Доднесь тяготеет. В 2 томах. Том 2. Колыма | страница 118



Тамара сидела в бараке за столом и что-то писала. К сидящей рядом с ней ленинградке — культурной, рафинированной, не то писательнице, не то переводчице, пришла в гости домработница местного начальника (они брали лагерниц за неимением другой рабочей силы). Чернобровая горбоносая женщина, жена дипкурьера в прошлом, оживленно рассказывала, как ей живется в домработницах, как она ухаживает за грудным ребенком начальника, причем свой рассказ с какой-то лихой бравадой пересыпала отборнейшей руганью.

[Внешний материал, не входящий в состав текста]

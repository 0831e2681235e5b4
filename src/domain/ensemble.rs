//! Fixed-weight ensemble of forecaster outputs.
//!
//! Only the configured mandatory sources are blended. A game missing any of
//! them, or carrying a forecast that fails the probability invariant, yields
//! [`InsufficientData`]; there is no degraded single-source prediction.

use serde::{Deserialize, Serialize};

use super::forecast::DEFAULT_PROBABILITY_TOLERANCE;
use super::game::MatchedGame;
use super::id::SourceId;
use super::prediction::{Component, InsufficientData};

/// A mandatory source and its blend weight.
#[derive(Debug, Clone, PartialEq, Serialize, Deserialize)]
pub struct SourceWeight {
    pub source: SourceId,
    pub weight: f64,
}

impl SourceWeight {
    #[must_use]
    pub fn new(source: impl Into<SourceId>, weight: f64) -> Self {
        Self {
            source: source.into(),
            weight,
        }
    }
}

/// Ensemble configuration. The first source is the primary.
#[derive(Debug, Clone, Deserialize, Serialize)]
pub struct EnsembleConfig {
    #[serde(default = "default_sources")]
    pub sources: Vec<SourceWeight>,

    /// Allowed deviation of `away + home` from 1.
    #[serde(default = "default_tolerance")]
    pub probability_tolerance: f64,
}

fn default_sources() -> Vec<SourceWeight> {
    vec![
        SourceWeight::new("dratings", 0.90),
        SourceWeight::new("haslametrics", 0.10),
    ]
}

const fn default_tolerance() -> f64 {
    DEFAULT_PROBABILITY_TOLERANCE
}

impl Default for EnsembleConfig {
    fn default() -> Self {
        Self {
            sources: default_sources(),
            probability_tolerance: default_tolerance(),
        }
    }
}

impl EnsembleConfig {
    /// The primary (first-listed) source.
    #[must_use]
    pub fn primary(&self) -> Option<&SourceWeight> {
        self.sources.first()
    }

    #[must_use]
    pub fn weight_sum(&self) -> f64 {
        self.sources.iter().map(|s| s.weight).sum()
    }
}

/// Blended probabilities and scores for one game.
#[derive(Debug, Clone, PartialEq)]
pub struct Blend {
    pub away_prob: f64,
    pub home_prob: f64,
    pub away_score: Option<f64>,
    pub home_score: Option<f64>,
    pub components: Vec<Component>,
}

/// Linear combination of mandatory forecasts.
#[derive(Debug, Clone)]
pub struct EnsembleBlender {
    config: EnsembleConfig,
}

impl EnsembleBlender {
    #[must_use]
    pub const fn new(config: EnsembleConfig) -> Self {
        Self { config }
    }

    #[must_use]
    pub const fn config(&self) -> &EnsembleConfig {
        &self.config
    }

    /// Blend the mandatory forecasts of `game`.
    pub fn blend(&self, game: &MatchedGame) -> Result<Blend, InsufficientData> {
        let mut components = Vec::with_capacity(self.config.sources.len());
        for source in &self.config.sources {
            let forecast = game
                .forecast(&source.source)
                .ok_or_else(|| InsufficientData::MissingSource {
                    source_id: source.source.clone(),
                })?;
            forecast
                .validate(self.config.probability_tolerance)
                .map_err(|reason| InsufficientData::InvalidForecast {
                    source_id: source.source.clone(),
                    reason,
                })?;
            components.push(Component {
                weight: source.weight,
                forecast: forecast.clone(),
            });
        }

        let away_prob: f64 = components
            .iter()
            .map(|c| c.weight * c.forecast.away_win_prob)
            .sum();

        let scored = components
            .iter()
            .all(|c| c.forecast.away_score.is_some() && c.forecast.home_score.is_some());
        let (away_score, home_score) = if scored {
            let away = components
                .iter()
                .map(|c| c.weight * c.forecast.away_score.unwrap_or_default())
                .sum();
            let home = components
                .iter()
                .map(|c| c.weight * c.forecast.home_score.unwrap_or_default())
                .sum();
            (Some(away), Some(home))
        } else {
            (None, None)
        };

        Ok(Blend {
            away_prob,
            home_prob: 1.0 - away_prob,
            away_score,
            home_score,
            components,
        })
    }
}

#[cfg(test)]
mod tests {
    use super::*;
    use crate::domain::forecast::Forecast;
    use crate::domain::game::Side;

    fn forecast(source: &str, away: f64) -> Forecast {
        Forecast::try_new(SourceId::new(source), away, 1.0 - away, 0.05).unwrap()
    }

    fn game() -> MatchedGame {
        MatchedGame::try_new("Toledo", "Troy", None).unwrap()
    }

    #[test]
    fn blends_with_configured_weights() {
        let g = game()
            .with_forecast(forecast("dratings", 0.70))
            .with_forecast(forecast("haslametrics", 0.30));
        let blend = EnsembleBlender::new(EnsembleConfig::default()).blend(&g).unwrap();
        assert!((blend.away_prob - 0.66).abs() < 1e-9);
        assert!((blend.home_prob - 0.34).abs() < 1e-9);
        assert_eq!(blend.components.len(), 2);
    }

    #[test]
    fn missing_mandatory_source_is_insufficient() {
        let g = game().with_forecast(forecast("dratings", 0.70));
        let result = EnsembleBlender::new(EnsembleConfig::default()).blend(&g);
        assert!(matches!(
            result,
            Err(InsufficientData::MissingSource { source_id }) if source_id.as_str() == "haslametrics"
        ));
    }

    #[test]
    fn non_mandatory_sources_are_ignored() {
        let g = game()
            .with_forecast(forecast("dratings", 0.70))
            .with_forecast(forecast("haslametrics", 0.70))
            .with_forecast(forecast("kenpom", 0.10));
        let blend = EnsembleBlender::new(EnsembleConfig::default()).blend(&g).unwrap();
        assert!((blend.away_prob - 0.70).abs() < 1e-9);
    }

    #[test]
    fn invalid_forecast_is_insufficient() {
        let mut bad = forecast("haslametrics", 0.5);
        bad.away_win_prob = 0.8;
        let g = game().with_forecast(forecast("dratings", 0.7)).with_forecast(bad);
        let result = EnsembleBlender::new(EnsembleConfig::default()).blend(&g);
        assert!(matches!(result, Err(InsufficientData::InvalidForecast { .. })));
    }

    #[test]
    fn scores_blend_only_when_every_source_has_them() {
        let g = game()
            .with_forecast(forecast("dratings", 0.7).with_scores(78.0, 70.0))
            .with_forecast(forecast("haslametrics", 0.6).with_scores(76.0, 70.0));
        let blend = EnsembleBlender::new(EnsembleConfig::default()).blend(&g).unwrap();
        let margin = blend.away_score.unwrap() - blend.home_score.unwrap();
        assert!((margin - 7.8).abs() < 1e-9);

        let partial = game()
            .with_forecast(forecast("dratings", 0.7).with_scores(78.0, 70.0))
            .with_forecast(forecast("haslametrics", 0.6));
        let blend = EnsembleBlender::new(EnsembleConfig::default()).blend(&partial).unwrap();
        assert_eq!(blend.away_score, None);
        assert_eq!(blend.home_score, None);
        assert_eq!(blend.components[0].forecast.margin(Side::Away), Some(8.0));
    }
}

— Он такой хитрый, б…! Ты бы видела! Только я его перепеленаю, а он, так его и так, опять мокрый! Я его раскрою и говорю: лежи, на х…, мокрый, а он орать!

Тамара не выдержала.

— Что стоит ваша культура? — Три копейки! Если жизнь вас бросила в эту помойную яму, в среду человеческих отбросов, то вы, вместо того чтобы бороться с их отвратительными привычками, еще глубже засовываете головы в эти помои — подражаете им! Кому вы подражаете? Жалким, искалеченным людям. Многие из них не знают другого языка, а вы — какое достижение! — выучили десяток похабных слов и забыли все другие способы выражать свои чувства!

На мелиорации она сдружилась с Наташей — сотрудником Ленинградского научно-исследовательского института, и они, таская землю на носилках, могли часами беседовать на отвлеченные темы.

В весенне-летний период мы очень мало спали. Круглые сутки светило солнце, работали по четырнадцать часов да еще по два часа вечером стояли на проверках во дворе, съедаемые комарами. Некоторые спали стоя и даже видели сны. Тамара с Наташей на работе устроили себе такой режим: возле того места, где они брали землю, бросали рогожку и, пока одна насыпала на носилки, другая бросалась на рогожку и моментально засыпала. И простоя не было, и минутки сна перепадали.

Дисциплина в бригаде как-то сама собой сложилась. Все работали добросовестно, никто не отлынивал, и уголовники смеялись над нами.

— Вы сюда приехали работать или срок отбывать? — спрашивали они. — На таких дураках воду и возят!

Ольга — журналистка по профессии, высокая, подвижная, энергичная, с неизменной саркастической улыбкой на длинных губах. Чувство юмора помогало ей жить здесь, да и окружающим подбавляло бодрости. У нее остался в Москве с бабушкой двенадцатилетний сын. Он писал: «Мама, когда же кончится твоя командировка?»

Адреса всех лагерных пунктов, куда нас перебрасывали в зависимости от работы, всегда были: женкомандировка номер такой-то. Мальчик привык, что мать часто ездила в командировки и быстро возвращалась. В девять лет жизнь у него резко изменилась. Отец куда-то вовсе исчез, а мать в командировке, которая уж очень затянулась. Он убежал от бабушки и с адресом женкомандировки в кармане был обнаружен в Туле на платформе товарного поезда, груженной новенькими автомашинами. Железнодорожники Тулы дали матери телеграмму: «Заберите сына обнаружен Туле беспризорничает». Ольга заметалась. Хорошо, что вслед пришла другая телеграмма — видно, догадались по материнскому адресу, что она не вольна в своих действиях: «Сын надежными людьми отправлен Москву Волхонка 6», то есть к бабушке.